Je t’ai dit la première fois, tout simplement: «Je voudrais le voir mort. J’ai prié Dieu qu’il le fasse mourir.»

C’était vrai. Il t’avait empêchée de venir la veille, il t’avait même empêchée de m’écrire, il t’avait séquestrée, dédiée à des amis, à un dîner dont je n’étais pas, t’avait infligé des soins, des soucis, des inutilités et tu avais été la stérile esclave du foyer sans amour, du foyer qu’on ouvre aux étrangers, où on les convie, où on les fête, pour rien, pour empêcher tout un jour une amante d’appartenir à son amant, pour empêcher toute une nuit une rêveuse de rêver, d’espérer, pour la sevrer de joie et d’amour, de tristesse d’amour, d’amour chanteur et d’amour muet; j’avais demandé la mort de cet homme à Dieu comme je lui demandai des miracles qu’il m’accorda,—et que je ne me rappelle qu’en tremblant, du tremblement sacrilège et religieux,—et comme je lui demandai des choses simples qu’il me refusa, parce que c’était trop facile.

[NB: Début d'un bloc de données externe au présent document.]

use normalform::{join, Attribute, NormalForm, Normalized, Relation};
use std::fmt;

/// Renders a normalization run as markdown: the initial relation, the violations found
/// at each normal form and the resulting relations.
pub struct Report<'a> {
    initial: &'a Relation,
    normalized: &'a Normalized,
}

impl<'a> Report<'a> {
    pub fn new(initial: &'a Relation, normalized: &'a Normalized) -> Self {
        Self {
            initial,
            normalized,
        }
    }

    pub fn render(&self) -> String {
        self.to_string()
    }
}

fn names(attributes: &[Attribute]) -> String {
    attributes
        .iter()
        .map(Attribute::name)
        .collect::<Vec<_>>()
        .join(", ")
}

fn list(f: &mut fmt::Formatter<'_>, title: &str, items: &[String]) -> fmt::Result {
    writeln!(f, "- **{}**", title)?;
    if items.is_empty() {
        writeln!(f, "    - None")?;
    }
    for item in items {
        writeln!(f, "    - {}", item)?;
    }
    Ok(())
}

fn table(f: &mut fmt::Formatter<'_>, relation: &Relation) -> fmt::Result {
    writeln!(f, "## {}\n", relation.name())?;
    let attributes = relation.attributes().iter().map(Attribute::name).collect::<Vec<_>>();
    writeln!(f, "| {} |", attributes.join(" | "))?;
    writeln!(
        f,
        "| {} |",
        attributes.iter().map(|_| "---").collect::<Vec<_>>().join(" | ")
    )?;
    if let Some(rows) = relation.tuples() {
        for row in rows {
            let values = relation
                .attributes()
                .iter()
                .map(|a| row.get(a).map_or("", String::as_str))
                .collect::<Vec<_>>();
            writeln!(f, "| {} |", values.join(" | "))?;
        }
    }
    writeln!(f)?;

    let primary_key = if relation.primary_key().is_empty() {
        Vec::new()
    } else {
        vec![names(relation.primary_key())]
    };
    let foreign_keys = relation
        .foreign_keys()
        .iter()
        .map(|fk| match &fk.references {
            Some(target) => format!("{} references {}", join(&fk.attributes), target),
            None => join(&fk.attributes),
        })
        .collect::<Vec<_>>();
    let candidate_keys = relation
        .candidate_keys()
        .iter()
        .map(join)
        .collect::<Vec<_>>();
    let dependencies = relation
        .dependencies()
        .iter()
        .map(ToString::to_string)
        .collect::<Vec<_>>();

    list(f, "Primary Key", &primary_key)?;
    list(f, "Foreign Keys", &foreign_keys)?;
    list(f, "Candidate Keys", &candidate_keys)?;
    list(f, "Functional Dependencies", &dependencies)?;
    writeln!(f, "\n---\n")
}

impl fmt::Display for Report<'_> {
    fn fmt(&self, f: &mut fmt::Formatter<'_>) -> fmt::Result {
        writeln!(f, "# Initial Table\n")?;
        table(f, self.initial)?;

        let target = self.normalized.target();
        for form in NormalForm::ALL.iter().copied().filter(|form| *form <= target) {
            let entries = self
                .normalized
                .history()
                .iter()
                .filter(|entry| entry.stage == form)
                .map(|entry| format!("{}: {}", entry.relation, entry.violation))
                .collect::<Vec<_>>();
            writeln!(f, "# {}\n", form)?;
            list(f, "Violations", &entries)?;
            if self.normalized.reached().map_or(true, |reached| reached < form) {
                writeln!(f, "\nNot reached.")?;
            }
            writeln!(f)?;
        }

        if let Some(failure) = self.normalized.failure() {
            writeln!(f, "**Stopped:** {}\n", failure)?;
        }
        match self.normalized.reached() {
            Some(reached) => writeln!(f, "# Tables in {}\n", reached)?,
            None => writeln!(f, "# Tables\n")?,
        }
        for relation in self.normalized.relations() {
            table(f, relation)?;
        }
        Ok(())
    }
}

#[cfg(test)]
mod tests {
    use super::*;
    use normalform::{Config, FunctionalDependency, Normalizer};

    #[test]
    fn test_render() {
        let mut relation = Relation::new("enrollment", vec!["s", "c", "t"]).unwrap();
        relation.set_primary_key(vec!["s", "c"]).unwrap();
        relation
            .add_dependency(FunctionalDependency::new(vec!["t"], vec!["c"]).unwrap())
            .unwrap();
        let normalized = Normalizer::new(Config::default())
            .normalize(&relation, NormalForm::BoyceCodd)
            .unwrap();

        let text = Report::new(&relation, &normalized).render();
        assert!(text.starts_with("# Initial Table\n\n## enrollment\n\n| s | c | t |\n"));
        assert!(text.contains(
            "# BCNF\n\n- **Violations**\n    - enrollment: non-superkey determinant: t -> c\n"
        ));
        assert!(text.contains("# 3NF\n\n- **Violations**\n    - None\n"));
        assert!(text.contains("# Tables in BCNF\n"));
        assert!(text.contains("## enrollment_1\n\n| c | t |\n"));
        assert!(text.contains("    - t references enrollment_1\n"));
    }
}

Et je te le dis, puisque je te dis tout, entre deux baisers. Tu ne fis pas effort pour retenir tes pleurs: un sanglot déchira ta poitrine, un sanglot te secoua et tu crias: «Non! non! je ne veux pas! je l’aime! je l’aime!»

Je dus te calmer, de baisers frais, de baisers de remords, en te berçant d’autres baisers; baisers odieux, et j’avais peur que tu les crusses teints du sang de cet homme.

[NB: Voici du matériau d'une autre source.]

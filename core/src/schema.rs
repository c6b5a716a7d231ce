use crate::error::SchemaError;
use indexmap::IndexSet;
use serde::{Deserialize, Serialize};
use std::{
    borrow::Borrow,
    collections::{BTreeMap, BTreeSet},
    fmt,
};

/// Is the name of a column in a relation. Attributes compare and hash by name.
#[derive(Clone, PartialEq, Eq, PartialOrd, Ord, Hash, Debug, Serialize, Deserialize)]
#[serde(transparent)]
pub struct Attribute(String);

impl Attribute {
    pub fn new(name: impl Into<String>) -> Self {
        Self(name.into())
    }

    #[inline(always)]
    pub fn name(&self) -> &str {
        &self.0
    }
}

impl fmt::Display for Attribute {
    fn fmt(&self, f: &mut fmt::Formatter<'_>) -> fmt::Result {
        f.write_str(&self.0)
    }
}

impl Borrow<str> for Attribute {
    fn borrow(&self) -> &str {
        &self.0
    }
}

impl From<&str> for Attribute {
    fn from(name: &str) -> Self {
        Self(name.to_string())
    }
}

impl From<String> for Attribute {
    fn from(name: String) -> Self {
        Self(name)
    }
}

impl From<&String> for Attribute {
    fn from(name: &String) -> Self {
        Self(name.clone())
    }
}

impl From<&Attribute> for Attribute {
    fn from(attribute: &Attribute) -> Self {
        attribute.clone()
    }
}

/// Is an order-irrelevant set of attributes.
pub type AttributeSet = BTreeSet<Attribute>;

/// Is the value of an attribute in a tuple.
pub type Value = String;

/// Is a tuple of a relation, mapping every attribute of the relation to a value.
pub type Row = BTreeMap<Attribute, Value>;

/// Collects `names` into an [`AttributeSet`].
pub fn attributes<I, A>(names: I) -> AttributeSet
where
    I: IntoIterator<Item = A>,
    A: Into<Attribute>,
{
    names.into_iter().map(Into::into).collect()
}

/// Formats an attribute set as a comma separated list.
pub fn join(attributes: &AttributeSet) -> String {
    attributes
        .iter()
        .map(Attribute::name)
        .collect::<Vec<_>>()
        .join(", ")
}

/// Is a functional dependency `X -> Y`: tuples that agree on the determinant `X`
/// agree on the dependents `Y`.
#[derive(Clone, PartialEq, Eq, PartialOrd, Ord, Hash, Debug, Serialize)]
pub struct FunctionalDependency {
    determinant: AttributeSet,
    dependents: AttributeSet,
}

impl FunctionalDependency {
    /// Creates a dependency from non-empty determinant and dependent sets.
    pub fn new<X, Y, A, B>(determinant: X, dependents: Y) -> Result<Self, SchemaError>
    where
        X: IntoIterator<Item = A>,
        Y: IntoIterator<Item = B>,
        A: Into<Attribute>,
        B: Into<Attribute>,
    {
        let determinant = attributes(determinant);
        let dependents = attributes(dependents);
        if determinant.is_empty() {
            return Err(SchemaError::EmptyDeterminant);
        }
        if dependents.is_empty() {
            return Err(SchemaError::EmptyDependents);
        }
        Ok(Self {
            determinant,
            dependents,
        })
    }

    #[inline(always)]
    pub fn determinant(&self) -> &AttributeSet {
        &self.determinant
    }

    #[inline(always)]
    pub fn dependents(&self) -> &AttributeSet {
        &self.dependents
    }

    /// Returns true if the dependents are contained in the determinant.
    pub fn is_trivial(&self) -> bool {
        self.dependents.is_subset(&self.determinant)
    }

    /// Returns every attribute mentioned by the dependency.
    pub fn attributes(&self) -> AttributeSet {
        self.determinant.union(&self.dependents).cloned().collect()
    }

    /// Returns a copy of the receiver whose determinant is replaced by `determinant`,
    /// keeping the dependents. Every attribute of the new determinant must belong to
    /// `relation`.
    pub fn retarget(
        &self,
        determinant: AttributeSet,
        relation: &Relation,
    ) -> Result<Self, SchemaError> {
        if determinant.is_empty() {
            return Err(SchemaError::EmptyDeterminant);
        }
        relation.check_known(determinant.iter())?;
        Ok(Self {
            determinant,
            dependents: self.dependents.clone(),
        })
    }

    /// Restricts the dependency to `attributes`: the determinant must be inside
    /// `attributes`; dependents outside of it, or inside the determinant, are dropped.
    pub(crate) fn project_onto(&self, attributes: &AttributeSet) -> Option<Self> {
        if !self.determinant.is_subset(attributes) {
            return None;
        }
        let dependents: AttributeSet = self
            .dependents
            .iter()
            .filter(|a| attributes.contains(*a) && !self.determinant.contains(*a))
            .cloned()
            .collect();
        if dependents.is_empty() {
            None
        } else {
            Some(Self {
                determinant: self.determinant.clone(),
                dependents,
            })
        }
    }
}

impl fmt::Display for FunctionalDependency {
    fn fmt(&self, f: &mut fmt::Formatter<'_>) -> fmt::Result {
        write!(f, "{} -> {}", join(&self.determinant), join(&self.dependents))
    }
}

/// Is a foreign key of a relation. `references` names the target relation when known.
#[derive(Clone, PartialEq, Eq, Debug, Serialize)]
pub struct ForeignKey {
    pub attributes: AttributeSet,
    pub references: Option<String>,
}

/// Is the unit of normalization: a named set of attributes annotated with keys,
/// functional dependencies and, optionally, tuples.
///
/// Every key and dependency added to a relation is validated against its attributes.
#[derive(Clone, PartialEq, Debug, Serialize)]
pub struct Relation {
    name: String,
    attributes: IndexSet<Attribute>,
    primary_key: Vec<Attribute>,
    candidate_keys: Vec<AttributeSet>,
    foreign_keys: Vec<ForeignKey>,
    dependencies: Vec<FunctionalDependency>,
    tuples: Option<Vec<Row>>,
}

impl Relation {
    /// Creates a relation with `name` and `attributes`, in the given order.
    pub fn new<I, A>(name: &str, attributes: I) -> Result<Self, SchemaError>
    where
        I: IntoIterator<Item = A>,
        A: Into<Attribute>,
    {
        let name = name.trim();
        if name.is_empty() {
            return Err(SchemaError::EmptyName);
        }

        let mut set = IndexSet::new();
        for attribute in attributes.into_iter().map(Into::into) {
            if set.contains(&attribute) {
                return Err(SchemaError::DuplicateAttribute {
                    relation: name.to_string(),
                    attribute,
                });
            }
            set.insert(attribute);
        }
        if set.is_empty() {
            return Err(SchemaError::EmptyAttributeSet {
                relation: name.to_string(),
            });
        }

        Ok(Self {
            name: name.to_string(),
            attributes: set,
            primary_key: Vec::new(),
            candidate_keys: Vec::new(),
            foreign_keys: Vec::new(),
            dependencies: Vec::new(),
            tuples: None,
        })
    }

    #[inline(always)]
    pub fn name(&self) -> &str {
        &self.name
    }

    /// Returns the attributes of the receiver in declaration order.
    #[inline(always)]
    pub fn attributes(&self) -> &IndexSet<Attribute> {
        &self.attributes
    }

    pub fn attribute_set(&self) -> AttributeSet {
        self.attributes.iter().cloned().collect()
    }

    pub fn contains(&self, attribute: &str) -> bool {
        self.attributes.contains(attribute)
    }

    #[inline(always)]
    pub fn primary_key(&self) -> &[Attribute] {
        &self.primary_key
    }

    pub fn primary_key_set(&self) -> AttributeSet {
        self.primary_key.iter().cloned().collect()
    }

    #[inline(always)]
    pub fn candidate_keys(&self) -> &[AttributeSet] {
        &self.candidate_keys
    }

    #[inline(always)]
    pub fn foreign_keys(&self) -> &[ForeignKey] {
        &self.foreign_keys
    }

    #[inline(always)]
    pub fn dependencies(&self) -> &[FunctionalDependency] {
        &self.dependencies
    }

    /// Returns the tuples of the receiver, if any were provided.
    pub fn tuples(&self) -> Option<&[Row]> {
        self.tuples.as_deref()
    }

    pub fn has_tuples(&self) -> bool {
        self.tuples.is_some()
    }

    /// Sets the (possibly composite) primary key of the receiver.
    pub fn set_primary_key<I, A>(&mut self, key: I) -> Result<(), SchemaError>
    where
        I: IntoIterator<Item = A>,
        A: Into<Attribute>,
    {
        let mut primary_key: Vec<Attribute> = Vec::new();
        for attribute in key.into_iter().map(Into::into) {
            if primary_key.contains(&attribute) {
                return Err(SchemaError::DuplicateAttribute {
                    relation: self.name.clone(),
                    attribute,
                });
            }
            primary_key.push(attribute);
        }
        if primary_key.is_empty() {
            return Err(self.empty_attribute_set());
        }
        self.check_known(primary_key.iter())?;
        self.primary_key = primary_key;
        Ok(())
    }

    /// Makes `{name}_id` the primary key of the receiver, adding it as the first
    /// attribute when the relation does not have it.
    pub fn synthesize_primary_key(&mut self) {
        let id = Attribute::new(format!("{}_id", self.name));
        if !self.attributes.contains(&id) {
            let mut attributes = IndexSet::with_capacity(self.attributes.len() + 1);
            attributes.insert(id.clone());
            attributes.extend(self.attributes.drain(..));
            self.attributes = attributes;

            if let Some(tuples) = &mut self.tuples {
                for (index, row) in tuples.iter_mut().enumerate() {
                    row.insert(id.clone(), (index + 1).to_string());
                }
            }
        }
        self.primary_key = vec![id];
    }

    pub fn add_candidate_key<I, A>(&mut self, key: I) -> Result<(), SchemaError>
    where
        I: IntoIterator<Item = A>,
        A: Into<Attribute>,
    {
        let key = attributes(key);
        if key.is_empty() {
            return Err(self.empty_attribute_set());
        }
        self.check_known(key.iter())?;
        if !self.candidate_keys.contains(&key) {
            self.candidate_keys.push(key);
        }
        Ok(())
    }

    pub fn add_foreign_key<I, A>(&mut self, key: I) -> Result<(), SchemaError>
    where
        I: IntoIterator<Item = A>,
        A: Into<Attribute>,
    {
        self.add_foreign_key_reference(key, None)
    }

    /// Adds a foreign key that points into the relation named `references`.
    pub fn add_foreign_key_reference<I, A>(
        &mut self,
        key: I,
        references: Option<String>,
    ) -> Result<(), SchemaError>
    where
        I: IntoIterator<Item = A>,
        A: Into<Attribute>,
    {
        let key = attributes(key);
        if key.is_empty() {
            return Err(self.empty_attribute_set());
        }
        self.check_known(key.iter())?;
        let foreign_key = ForeignKey {
            attributes: key,
            references,
        };
        if !self.foreign_keys.contains(&foreign_key) {
            self.foreign_keys.push(foreign_key);
        }
        Ok(())
    }

    /// Adds `dependency` to the receiver. Dependencies over unknown attributes are
    /// rejected.
    pub fn add_dependency(&mut self, dependency: FunctionalDependency) -> Result<(), SchemaError> {
        self.check_known(dependency.determinant.iter())?;
        self.check_known(dependency.dependents.iter())?;
        if !self.dependencies.contains(&dependency) {
            self.dependencies.push(dependency);
        }
        Ok(())
    }

    /// Adds a tuple whose attributes must be exactly those of the receiver.
    pub fn add_tuple(&mut self, row: Row) -> Result<(), SchemaError> {
        let index = self.tuples.as_ref().map_or(0, Vec::len);
        if row.len() != self.attributes.len()
            || !row.keys().all(|a| self.attributes.contains(a))
        {
            return Err(SchemaError::TupleMismatch {
                relation: self.name.clone(),
                index,
            });
        }
        self.tuples.get_or_insert_with(Vec::new).push(row);
        Ok(())
    }

    /// Adds a tuple given by its values, in the attribute order of the receiver.
    pub fn add_values<I, V>(&mut self, values: I) -> Result<(), SchemaError>
    where
        I: IntoIterator<Item = V>,
        V: Into<Value>,
    {
        let values: Vec<Value> = values.into_iter().map(Into::into).collect();
        if values.len() != self.attributes.len() {
            return Err(SchemaError::TupleMismatch {
                relation: self.name.clone(),
                index: self.tuples.as_ref().map_or(0, Vec::len),
            });
        }
        let row = self.attributes.iter().cloned().zip(values).collect();
        self.add_tuple(row)
    }

    /// Marks the receiver as carrying tuple data, even if it has no rows.
    pub(crate) fn set_tuples(&mut self, tuples: Vec<Row>) {
        self.tuples = Some(tuples);
    }

    /// Points the foreign keys referencing `from` to `to`. Keys that would end up
    /// referencing the receiver itself are dropped.
    pub(crate) fn redirect_references(&mut self, from: &str, to: &str) {
        let mut foreign_keys: Vec<ForeignKey> = Vec::with_capacity(self.foreign_keys.len());
        for mut foreign_key in self.foreign_keys.drain(..) {
            if foreign_key.references.as_deref() == Some(from) {
                if to == self.name {
                    continue;
                }
                foreign_key.references = Some(to.to_string());
            }
            if !foreign_keys.contains(&foreign_key) {
                foreign_keys.push(foreign_key);
            }
        }
        self.foreign_keys = foreign_keys;
    }

    /// Returns the declared dependencies together with the dependencies implied by the
    /// declared keys: every key determines all attributes of the relation.
    pub fn implied_dependencies(&self) -> Vec<FunctionalDependency> {
        let all = self.attribute_set();
        let mut result = self.dependencies.clone();
        let keys = std::iter::once(self.primary_key_set())
            .chain(self.candidate_keys.iter().cloned())
            .filter(|key| !key.is_empty());
        for key in keys {
            let dependents: AttributeSet = all.difference(&key).cloned().collect();
            if !dependents.is_empty() {
                result.push(FunctionalDependency {
                    determinant: key,
                    dependents,
                });
            }
        }
        result
    }

    /// Orders `set` by the attribute order of the receiver.
    pub fn ordered(&self, set: &AttributeSet) -> Vec<Attribute> {
        self.attributes
            .iter()
            .filter(|a| set.contains(*a))
            .cloned()
            .collect()
    }

    pub(crate) fn check_known<'a>(
        &self,
        mut attributes: impl Iterator<Item = &'a Attribute>,
    ) -> Result<(), SchemaError> {
        match attributes.find(|a| !self.attributes.contains(*a)) {
            Some(attribute) => Err(SchemaError::UnknownAttribute {
                relation: self.name.clone(),
                attribute: attribute.clone(),
            }),
            None => Ok(()),
        }
    }

    fn empty_attribute_set(&self) -> SchemaError {
        SchemaError::EmptyAttributeSet {
            relation: self.name.clone(),
        }
    }
}

impl fmt::Display for Relation {
    fn fmt(&self, f: &mut fmt::Formatter<'_>) -> fmt::Result {
        let attributes = self
            .attributes
            .iter()
            .map(|a| {
                if self.primary_key.contains(a) {
                    format!("*{}", a)
                } else {
                    a.to_string()
                }
            })
            .collect::<Vec<_>>();
        write!(f, "{}({})", self.name, attributes.join(", "))
    }
}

Je te disais: «C’est pour rire», et tu pleurais plus fort et je te permis de l’aimer, en t’embrassant: «Oui, oui, aime-le, tu me feras plaisir. Je veux que tu l’aimes. Il est bon».

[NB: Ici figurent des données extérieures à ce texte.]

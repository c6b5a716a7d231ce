//! Implements the data-driven checks of 4NF and 5NF. Multi-valued and join dependencies
//! cannot be derived from the declared functional dependencies, so both checks look
//! for patterns in the tuples of a relation and ask a [`ConfirmationOracle`] before
//! reporting anything. Both checks are bounded heuristics, not decision procedures.
use super::{Violation, ViolationKind};
use crate::{
    closure::Closure,
    config::Config,
    error::ClassificationError,
    form::NormalForm,
    oracle::ConfirmationOracle,
    schema::{Attribute, AttributeSet, Relation, Row},
    tuples::is_lossless,
};
use itertools::Itertools;
use std::collections::{BTreeMap, BTreeSet};
use tracing::{debug, warn};

/// Is what the tuples say about a candidate multi-valued dependency.
#[derive(Clone, Copy, PartialEq, Eq, Debug)]
struct Evidence {
    /// Is true if, within every group of tuples agreeing on the determinant, the
    /// dependents and the remaining attributes form a full cross product.
    holds: bool,

    /// Is true if some group has at least two values on both sides.
    witnessed: bool,
}

fn values<'a>(row: &'a Row, attributes: &AttributeSet) -> Vec<&'a str> {
    attributes
        .iter()
        .filter_map(|a| row.get(a).map(String::as_str))
        .collect()
}

#[derive(Default)]
struct Group<'a> {
    dependents: BTreeSet<Vec<&'a str>>,
    rest: BTreeSet<Vec<&'a str>>,
    pairs: BTreeSet<(Vec<&'a str>, Vec<&'a str>)>,
}

fn evidence(
    rows: &[Row],
    determinant: &AttributeSet,
    dependents: &AttributeSet,
    rest: &AttributeSet,
) -> Evidence {
    let mut groups: BTreeMap<Vec<&str>, Group> = BTreeMap::new();
    for row in rows {
        let group = groups.entry(values(row, determinant)).or_default();
        let y = values(row, dependents);
        let z = values(row, rest);
        group.dependents.insert(y.clone());
        group.rest.insert(z.clone());
        group.pairs.insert((y, z));
    }

    let holds = groups
        .values()
        .all(|g| g.pairs.len() == g.dependents.len() * g.rest.len());
    let witnessed = groups
        .values()
        .any(|g| g.dependents.len() >= 2 && g.rest.len() >= 2);
    Evidence { holds, witnessed }
}

/// Returns the ways of splitting `rest` into two non-empty parts, each split listed
/// once: the first part always holds the first attribute of `rest`.
fn splits(rest: &[Attribute]) -> Vec<(AttributeSet, AttributeSet)> {
    let mut result = Vec::new();
    if let Some((first, others)) = rest.split_first() {
        for size in 0..others.len() {
            for combination in others.iter().combinations(size) {
                let mut left = AttributeSet::new();
                left.insert(first.clone());
                left.extend(combination.into_iter().cloned());
                let right: AttributeSet = rest
                    .iter()
                    .filter(|a| !left.contains(*a))
                    .cloned()
                    .collect();
                result.push((left, right));
            }
        }
    }
    result
}

/// Returns (X, Y, Z) candidate splits of `relation` with X of size `sizes`, in the
/// attribute order of the relation.
fn candidates(
    relation: &Relation,
    sizes: std::ops::RangeInclusive<usize>,
) -> Vec<(AttributeSet, AttributeSet, AttributeSet)> {
    let all: Vec<Attribute> = relation.attributes().iter().cloned().collect();
    let mut result = Vec::new();
    for size in sizes {
        for determinant in all.iter().combinations(size) {
            let determinant: AttributeSet = determinant.into_iter().cloned().collect();
            let rest: Vec<Attribute> = all
                .iter()
                .filter(|a| !determinant.contains(*a))
                .cloned()
                .collect();
            for (y, z) in splits(&rest) {
                result.push((determinant.clone(), y, z));
            }
        }
    }
    result
}

fn tuples_of(relation: &Relation, form: NormalForm) -> Result<&[Row], ClassificationError> {
    relation
        .tuples()
        .ok_or_else(|| ClassificationError::MissingTuples {
            relation: relation.name().to_string(),
            form,
        })
}

fn ask<C>(
    relation: &Relation,
    candidate: &Violation,
    oracle: &mut C,
) -> Result<bool, ClassificationError>
where
    C: ConfirmationOracle + ?Sized,
{
    oracle
        .confirm(candidate)
        .ok_or_else(|| ClassificationError::OracleDeclined {
            relation: relation.name().to_string(),
            question: format!("does {} hold?", candidate),
        })
}

/// Looks for a multi-valued dependency `X ->> Y` in the tuples of `relation` where X is
/// not a superkey. Declared dependencies with more than one dependent are tried first;
/// every split is tried when the relation has at most `dependency_search_limit`
/// attributes. Returns the first candidate the oracle confirms.
pub fn fourth_normal_form<C>(
    relation: &Relation,
    config: &Config,
    oracle: &mut C,
) -> Result<Vec<Violation>, ClassificationError>
where
    C: ConfirmationOracle + ?Sized,
{
    let rows = tuples_of(relation, NormalForm::Fourth)?;
    let all = relation.attribute_set();
    if rows.is_empty() || all.len() < 3 {
        return Ok(Vec::new());
    }

    let closure = Closure::new(relation);
    let mut seen: BTreeSet<(AttributeSet, AttributeSet)> = BTreeSet::new();
    let mut queue: Vec<(AttributeSet, AttributeSet, AttributeSet)> = Vec::new();

    for fd in relation.dependencies().iter().filter(|fd| fd.dependents().len() > 1) {
        for attribute in fd.dependents().difference(fd.determinant()) {
            let mut y = AttributeSet::new();
            y.insert(attribute.clone());
            let z: AttributeSet = all
                .iter()
                .filter(|a| !fd.determinant().contains(*a) && *a != attribute)
                .cloned()
                .collect();
            if !z.is_empty() {
                queue.push((fd.determinant().clone(), y, z));
            }
        }
    }

    if all.len() <= config.dependency_search_limit {
        queue.extend(candidates(relation, 1..=all.len() - 2));
    } else {
        warn!(
            relation = relation.name(),
            attributes = all.len(),
            limit = config.dependency_search_limit,
            "multi-valued dependency search limited to declared dependencies"
        );
    }

    for (x, y, z) in queue {
        // Y and Z are interchangeable
        let canonical = if y <= z { (x.clone(), y.clone()) } else { (x.clone(), z.clone()) };
        if !seen.insert(canonical) || closure.is_superkey(&x) {
            continue;
        }
        let found = evidence(rows, &x, &y, &z);
        if !(found.holds && found.witnessed) {
            continue;
        }

        let candidate = Violation::new(ViolationKind::MultiValuedDependency, x, y);
        if ask(relation, &candidate, oracle)? {
            return Ok(vec![candidate]);
        }
        debug!(relation = relation.name(), candidate = %candidate, "rejected");
    }
    Ok(Vec::new())
}

/// Looks for a join dependency in the tuples of `relation`: a set of three or more
/// projections whose join reproduces the tuples when no pair of projections does.
/// Only two families of projections are tried, all attributes but one and all pairs of
/// attributes.
pub fn fifth_normal_form<C>(
    relation: &Relation,
    config: &Config,
    oracle: &mut C,
) -> Result<Vec<Violation>, ClassificationError>
where
    C: ConfirmationOracle + ?Sized,
{
    let rows = tuples_of(relation, NormalForm::Fifth)?;
    let all: Vec<Attribute> = relation.attributes().iter().cloned().collect();
    if rows.is_empty() || all.len() < 3 {
        return Ok(Vec::new());
    }
    if all.len() > config.dependency_search_limit {
        warn!(
            relation = relation.name(),
            attributes = all.len(),
            limit = config.dependency_search_limit,
            "join dependency search skipped"
        );
        return Ok(Vec::new());
    }

    let binary = candidates(relation, 0..=all.len() - 2)
        .into_iter()
        .any(|(x, y, z)| evidence(rows, &x, &y, &z).holds);
    if binary {
        return Ok(Vec::new());
    }

    let drop_one: Vec<AttributeSet> = all
        .iter()
        .map(|skip| all.iter().filter(|a| *a != skip).cloned().collect())
        .collect();
    let pairs: Vec<AttributeSet> = all
        .iter()
        .tuple_combinations()
        .map(|(a, b)| [a.clone(), b.clone()].into_iter().collect())
        .collect();

    // with three attributes both families hold the same components
    let closure = Closure::new(relation);
    let same =
        drop_one.iter().collect::<BTreeSet<_>>() == pairs.iter().collect::<BTreeSet<_>>();
    let mut families = vec![drop_one];
    if !same {
        families.push(pairs);
    }

    for components in families {
        if components.iter().any(|c| closure.is_superkey(c)) {
            continue;
        }
        if !is_lossless(rows, &components) {
            continue;
        }

        let candidate = Violation::new(
            ViolationKind::JoinDependency { components },
            AttributeSet::new(),
            relation.attribute_set(),
        );
        if ask(relation, &candidate, oracle)? {
            return Ok(vec![candidate]);
        }
        debug!(relation = relation.name(), candidate = %candidate, "rejected");
    }
    Ok(Vec::new())
}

Et je te gardai pour te consoler mieux et pour te consoler tout à fait, en mon humiliation; nous nous aimâmes plus avant, pour l’amour de lui.

Une autre fois, tu pleuras parce que la veille, j’avais rencontré une ancienne maîtresse de Tortoze. Rencontre que je te citai, pour faire nombre, sans y penser.

Tu me dis: «L’année dernière, ça me mettait en fureur d’entendre ce nom. Toutes mes jalousies jaillissaient, tournaient, bouillonnaient. Ça me faisait pleurer: maintenant ça ne me fait plus rien. Que je suis malheureuse!»